2046  2004*香港


27.october.2004   
 Director ウォン・カーウァイ

  Cast 
  トニー・レオン
        木村拓也
        フェイ・ウォン 
        チャン・ツィー
        カリーナ・ラウ
        コン・リー
        チャン・チェン


    *完全に結末に触れています*



ウォン・カーウァイは本当にトニー・レオンが大好きなんだなあ。
トニー・レオン演じるチャウ全開、彼のための彼による映画。
周りのキャストはすべてその添えものに過ぎない気さえした。
ストーリーについてはほとんど知識を持たないでみたのだが、
これは“花様年華”の後日譚なのですね。
マギー・チャン演じるチャンと別れた後のチャウの生き様なのですね。
そうとわかってからは本当に興味深くみることができた。
ああ、チャウはあの後こんな風に生きていたのか、と。
花様年華”ではストイックなまでに禁欲的で、
みているものの想像をかきたてる表現だったのだが、
こちらではチャウは快楽大好き、飲んで食べてのぞいて寝て、
と人間らしさをどんどんみせてくる。
もういいから!と言いたくなるほどに。
結局は“花様年華”での「2046」号室から抜け出せない男の現実を描きながら、
その男の脳内では仮想世界「2046」から抜け出したたった一人の男に
自分の願望を投影している、ということなのだろうか。
「2046」はその思い出の中の愛に浸っていられる唯一の場所。
結局はチャウはチャンの幻影から逃れられないでいる。
チャンと同じ名前の、黒い手袋の魅力的な女と恋に落ちてもそれは変わらない。
ホテルのオーナーの娘と日本人の物語、隣の部屋の女とのひとときの恋、
若い恋人に殺される女の話、様々なエピソードを絡めながらも、
結局自分は変わらずどこにも行き着く先がない。
それでも結局、“花様年華”から持ち越されてるチャウの秘密は明かされずに
やはり秘密のままで終わってしまうのだけど。
あれは私たちの想像どおりの秘密、ということでいいのだろうか。

煙草の煙とチャイナドレス、ドアの隙間からのぞきみるような映像は
相変わらず素晴らしく美しいし、女優たちのそれぞれの個性も際立っている。
特にコン・リーは片手に黒手袋というミステリアスな抑えた表情が印象的。
久々にみた彼女のあの節目がちの顔、切なく上を向き唇をなぞる。
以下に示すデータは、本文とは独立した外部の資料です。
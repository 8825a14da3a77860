//! Call-time argument packing.

use gpgpu_codegen::{AccessMode, KernelParam, ParamKind};
use gpgpu_types::{ObjectSerializer, Value};

use crate::DriverError;

/// One packed kernel argument.
#[derive(Clone, PartialEq, Eq, Debug)]
pub struct ArgBuffer {
    pub kind: ParamKind,
    pub access: AccessMode,
    pub bytes: Vec<u8>,
}

impl ArgBuffer {
    /// Payload as lowercase hex.
    pub fn hex(&self) -> String {
        use std::fmt::Write;

        let mut out = String::with_capacity(self.bytes.len() * 2);
        for byte in &self.bytes {
            let _ = write!(out, "{byte:02x}");
        }
        out
    }
}

/// Pack `args` for a kernel declared with `params`.
///
/// Typed arrays are copied as little-endian elements; objects and object
/// arrays go through the serializer's packing mode, so their layout matches
/// the structs generated for the same shapes.
#[tracing::instrument(level = "debug", skip_all, fields(args = args.len()))]
pub fn pack_arguments(
    params: &[KernelParam],
    args: &[Value],
) -> Result<Vec<ArgBuffer>, DriverError> {
    if params.len() != args.len() {
        return Err(DriverError::ArgumentCount {
            expected: params.len(),
            found: args.len(),
        });
    }

    let mut buffers = Vec::with_capacity(args.len());
    for (index, (param, arg)) in params.iter().zip(args).enumerate() {
        let bytes = pack(index, param.kind, arg)?;
        tracing::trace!(index, kind = %param.kind, bytes = bytes.len(), "packed argument");
        buffers.push(ArgBuffer {
            kind: param.kind,
            access: param.access,
            bytes,
        });
    }
    Ok(buffers)
}

fn pack(index: usize, kind: ParamKind, arg: &Value) -> Result<Vec<u8>, DriverError> {
    match (kind, arg) {
        (ParamKind::Float32Array, Value::Float32Array(items)) => {
            Ok(items.iter().flat_map(|x| x.to_le_bytes()).collect())
        }
        (ParamKind::Float64Array, Value::Float64Array(items)) => {
            Ok(items.iter().flat_map(|x| x.to_le_bytes()).collect())
        }
        (ParamKind::Object, Value::Object(_)) => {
            Ok(ObjectSerializer::detached().serialize(arg, true)?.bytes())
        }
        (ParamKind::ObjectArray, Value::Array(_)) => {
            Ok(ObjectSerializer::detached().serialize(arg, false)?.bytes())
        }
        (ParamKind::ObjectArray, other) => Err(DriverError::ObjectArrayExpected {
            index,
            found: other.kind_name(),
        }),
        (expected, other) => Err(DriverError::ArgumentKindMismatch {
            index,
            expected,
            found: other.kind_name(),
        }),
    }
}

#[cfg(test)]
mod tests;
いい。
いつも日本語の練習をしている可憐な役どころのフェイ・ウォン、
その透明度からかアンドロイドもとてもしっくりきていた。
カリーナ・ラウは似合わないヘアスタイルのせいで少し損をしていたような気がする。
が、やはりトニーと並んだショットは「おお!」と思わせてくれる。
それにしてもチャン・チェンの出番の少なさには落胆。
彼をみるのを楽しみにしている人もたくさんいたと思うんだけど。
かなりカットされちゃったかな? 木村さんの出番すごく増やしたみたいだから。
可もなく不可もなくという印象の日本代表だけど、
ナレーションのときの 「淡ぁい」はいかがなものかと。
そしてやっぱり私はチャン・ツィーには魅力を感じないのだった。
正直、彼女のシーンが多すぎるとさえ思い、甲高い笑い声は不快だった。
まったく不似合いな役だったし、どうしてもエロスが足りないのだ。
後半また出てきたときにはうんざりさえしてしまった。
どうしたって“花様年華”から切り離せないこの作品だけど、
“花様年華”ファンにはどうにも複雑なのではないだろうか。
その後の話を垣間見みられた喜びはあるけど、
チャウの現実を猥雑にかつ複雑にみてしまったという混乱。
私は楽しめたのだけど、とても長い映画だった、という気がしている。
オープニング・クレジットはぞくぞくする出来上がり。